Inside, the mansion was a mess. It was badly-lit, with crates that hadn't been unpacked or that were broken open, and just about everything had a coating of dust or dirt. There was a trail through it on the floor, where someone regularly walked.

Andreas couldn't image a sovellirajaa living in such a place, much less so far from the holds, but that's what the thrum and his nose were telling him.

"Do you remember hearing of a sovellirajaa leaving the holds?" he asked Rhannur. "Going missing?"

The other man shook his head.

"Not in a long while."

"Hello!" Andreas called. "Hello? Honorable, your cousins beseech an audience with thee! Why are you so far from the holds? Danharqi and Duma bid us go further under Fjelmari's wings, but what of you? Does Falohiin keep you still? Do you search still for Shaimjele?"

"Andreas!" Rhannur hissed; but whether he was more outraged that Andreas would think that a sovellirajaa would be exiled or that one actually had been was unclear.

"We are far from the holds, Honorable!" Andreas continued. "Please, tell us of what the lyrium sings!

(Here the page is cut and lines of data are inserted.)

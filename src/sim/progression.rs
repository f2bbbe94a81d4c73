//! Score, combo, difficulty and timed modifiers
//!
//! All session progression lives in one [`ProgressionState`] value. The free
//! functions below are the only things that mutate it, one per gameplay
//! outcome, so each rule can be exercised in isolation.
//!
//! Scoring: a pass is worth its category's score value. A perfect dodge
//! (passing within `near_miss_px` of the player) pays that value a second
//! time. SpeedBoost multiplies both.

use std::collections::VecDeque;

use serde::{Deserialize, Serialize};

use super::state::{ModifierKind, Obstacle, PowerUpKind};
use crate::consts::{PIXELS_PER_METER, REACTION_SAMPLES};
use crate::settings::Settings;

/// Timed effects currently on the player. Expiry times are active playtime (ms).
#[derive(Debug, Clone, Default, PartialEq, Serialize, Deserialize)]
pub struct ActiveModifiers {
    pub shield_charges: u8,
    pub shield_expires_ms: Option<f64>,
    pub slow_expires_ms: Option<f64>,
    pub boost_expires_ms: Option<f64>,
}

impl ActiveModifiers {
    pub fn shielded(&self) -> bool {
        self.shield_charges > 0
    }

    pub fn slowed(&self) -> bool {
        self.slow_expires_ms.is_some()
    }

    pub fn boosted(&self) -> bool {
        self.boost_expires_ms.is_some()
    }

    /// Motion multiplier for entity advance
    pub fn time_scale(&self, settings: &Settings) -> f32 {
        if self.slowed() {
            settings.slow_motion_factor
        } else {
            1.0
        }
    }
}

/// Running statistics for the current session
#[derive(Debug, Clone, Default, PartialEq, Serialize, Deserialize)]
pub struct SessionStats {
    /// Metres of road covered
    pub distance_m: f64,
    pub obstacles_avoided: u32,
    pub perfect_dodges: u32,
    pub powerups_collected: u32,
    pub shields_used: u32,
    pub lives_used: u32,
    /// Most recent lane-change reaction times (ms)
    pub reaction_samples_ms: VecDeque<f64>,
}

impl SessionStats {
    /// Mean of the kept reaction samples, 0 when there are none
    pub fn average_reaction_ms(&self) -> f64 {
        if self.reaction_samples_ms.is_empty() {
            return 0.0;
        }
        self.reaction_samples_ms.iter().sum::<f64>() / self.reaction_samples_ms.len() as f64
    }
}

/// Score, combo and difficulty for one session
#[derive(Debug, Clone, PartialEq, Serialize, Deserialize)]
pub struct ProgressionState {
    pub score: u64,
    pub combo: u32,
    pub max_combo: u32,
    /// Road speed (px/s), within `[min_speed, max_speed]`
    pub speed: f32,
    pub modifiers: ActiveModifiers,
    /// Spare lives; unlike modifiers these never expire
    pub extra_lives: u8,
    pub stats: SessionStats,
}

impl ProgressionState {
    pub fn new(settings: &Settings) -> Self {
        Self {
            score: 0,
            combo: 0,
            max_combo: 0,
            speed: settings
                .start_speed
                .clamp(settings.min_speed, settings.max_speed),
            modifiers: ActiveModifiers::default(),
            extra_lives: settings.starting_extra_lives.min(settings.max_extra_lives),
            stats: SessionStats::default(),
        }
    }
}

/// What a pass paid out
#[derive(Debug, Clone, Copy, PartialEq)]
pub struct PassOutcome {
    pub points: u64,
    pub perfect: bool,
    /// New speed if a difficulty step was crossed
    pub speed_up: Option<f32>,
}

/// What a pickup paid out
#[derive(Debug, Clone, Copy, PartialEq)]
pub struct CollectOutcome {
    pub points: u64,
    pub speed_up: Option<f32>,
}

/// Frozen end-of-session figures
#[derive(Debug, Clone, PartialEq, Serialize, Deserialize)]
pub struct SessionSummary {
    pub score: u64,
    pub max_combo: u32,
    pub final_speed: f32,
    pub distance_m: f64,
    /// Active playtime (ms)
    pub duration_ms: f64,
    pub obstacles_avoided: u32,
    pub perfect_dodges: u32,
    pub powerups_collected: u32,
    pub shields_used: u32,
    pub lives_used: u32,
    pub average_reaction_ms: f64,
}

/// Add points and step the difficulty for every `speed_step_points`
/// boundary crossed. Returns the new speed if it changed.
pub fn award_points(state: &mut ProgressionState, points: u64, settings: &Settings) -> Option<f32> {
    let before = state.score;
    state.score = state.score.saturating_add(points);

    let steps = state.score / settings.speed_step_points - before / settings.speed_step_points;
    if steps == 0 {
        return None;
    }
    let old_speed = state.speed;
    state.speed = (state.speed + settings.speed_step * steps as f32)
        .clamp(settings.min_speed, settings.max_speed)
        .max(old_speed);
    (state.speed > old_speed).then_some(state.speed)
}

/// An obstacle crossed the player's row without touching them
pub fn on_obstacle_passed(
    state: &mut ProgressionState,
    obstacle: &Obstacle,
    lateral_distance: f32,
    settings: &Settings,
) -> PassOutcome {
    let multiplier = if state.modifiers.boosted() {
        settings.boost_multiplier
    } else {
        1
    };
    let base = obstacle.category.score_value().saturating_mul(multiplier);
    let perfect = lateral_distance < settings.near_miss_px;
    let points = if perfect { base.saturating_mul(2) } else { base };

    let speed_up = award_points(state, points, settings);

    state.combo += 1;
    state.max_combo = state.max_combo.max(state.combo);
    state.stats.obstacles_avoided += 1;
    if perfect {
        state.stats.perfect_dodges += 1;
    }

    PassOutcome {
        points,
        perfect,
        speed_up,
    }
}

/// A shield charge soaked up this tick's hits
pub fn on_shield_absorbed(state: &mut ProgressionState) -> u8 {
    let modifiers = &mut state.modifiers;
    modifiers.shield_charges = modifiers.shield_charges.saturating_sub(1);
    if modifiers.shield_charges == 0 {
        modifiers.shield_expires_ms = None;
    }
    state.stats.shields_used += 1;
    modifiers.shield_charges
}

/// A spare life soaked up this tick's hits. The streak is broken all the same.
pub fn on_life_lost(state: &mut ProgressionState) -> u8 {
    state.extra_lives = state.extra_lives.saturating_sub(1);
    state.combo = 0;
    state.stats.lives_used += 1;
    state.extra_lives
}

/// The run is over. Resets combo and freezes the figures.
pub fn on_collision_fatal(state: &mut ProgressionState, now_ms: f64) -> SessionSummary {
    state.combo = 0;
    state.modifiers = ActiveModifiers::default();
    SessionSummary {
        score: state.score,
        max_combo: state.max_combo,
        final_speed: state.speed,
        distance_m: state.stats.distance_m,
        duration_ms: now_ms,
        obstacles_avoided: state.stats.obstacles_avoided,
        perfect_dodges: state.stats.perfect_dodges,
        powerups_collected: state.stats.powerups_collected,
        shields_used: state.stats.shields_used,
        lives_used: state.stats.lives_used,
        average_reaction_ms: state.stats.average_reaction_ms(),
    }
}

/// Apply a pickup. Timed effects are refreshed, not stacked.
pub fn on_powerup_collected(
    state: &mut ProgressionState,
    kind: PowerUpKind,
    now_ms: f64,
    settings: &Settings,
) -> CollectOutcome {
    state.stats.powerups_collected += 1;
    let modifiers = &mut state.modifiers;
    match kind {
        PowerUpKind::Shield => {
            modifiers.shield_charges = modifiers
                .shield_charges
                .saturating_add(1)
                .min(settings.max_shield_charges);
            modifiers.shield_expires_ms = Some(now_ms + settings.shield_duration_ms);
        }
        PowerUpKind::SlowMotion => {
            modifiers.slow_expires_ms = Some(now_ms + settings.slow_motion_duration_ms);
        }
        PowerUpKind::SpeedBoost => {
            modifiers.boost_expires_ms = Some(now_ms + settings.boost_duration_ms);
        }
        PowerUpKind::ExtraLife => {
            state.extra_lives = state
                .extra_lives
                .saturating_add(1)
                .min(settings.max_extra_lives);
        }
        PowerUpKind::BonusPoints => {
            let speed_up = award_points(state, settings.bonus_points, settings);
            return CollectOutcome {
                points: settings.bonus_points,
                speed_up,
            };
        }
    }
    CollectOutcome {
        points: 0,
        speed_up: None,
    }
}

/// Drop every modifier whose expiry is at or before `now_ms`
pub fn expire_modifiers(state: &mut ProgressionState, now_ms: f64) -> Vec<ModifierKind> {
    let modifiers = &mut state.modifiers;
    let mut expired = Vec::new();
    if modifiers.shield_expires_ms.is_some_and(|t| now_ms >= t) {
        modifiers.shield_expires_ms = None;
        modifiers.shield_charges = 0;
        expired.push(ModifierKind::Shield);
    }
    if modifiers.slow_expires_ms.is_some_and(|t| now_ms >= t) {
        modifiers.slow_expires_ms = None;
        expired.push(ModifierKind::SlowMotion);
    }
    if modifiers.boost_expires_ms.is_some_and(|t| now_ms >= t) {
        modifiers.boost_expires_ms = None;
        expired.push(ModifierKind::SpeedBoost);
    }
    expired
}

/// Accumulate road distance for one tick
pub fn record_distance(state: &mut ProgressionState, dt: f32, time_scale: f32) {
    state.stats.distance_m += (state.speed * dt * time_scale / PIXELS_PER_METER) as f64;
}

/// Keep the newest reaction samples only
pub fn record_reaction(state: &mut ProgressionState, reaction_ms: f64) {
    let samples = &mut state.stats.reaction_samples_ms;
    samples.push_back(reaction_ms);
    while samples.len() > REACTION_SAMPLES {
        samples.pop_front();
    }
}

Please, drive away the demons from this place!"

The mansion was mostly one floor, with more doors locked than open. The centerpiece of the building was a grand reception hall rising through both stories of the house, dominated by a split-level staircase. Andreas's voice echoed here.

"Your cousins, Honorable! Our ancestors beyond numbering were brothers and sisters in the ships of their parents, in the holds of wood in the salt water, following the lyrium song and the lightning-winter wind and beaching in the shadow of Fjelmari's wings! Please, we are all so far from home! Please!"

There was a creak on the second floor- a door.

"Half a world away they sailed, and half a world we've come again!" Rhannur begged, resolve cracking. "Afoot and ahorse and there is only salt water again, and no ships to sail on! Where is our first home! Where is Shaimjele!"

On the second-floor balcony, a figure appeared, ice-plae and thrumming the lyrium, the lines of a sovellirajaa's tattoos glowing blue.

"Who are you?" the elf demanded in Tevene. "And what are you doing in my house?"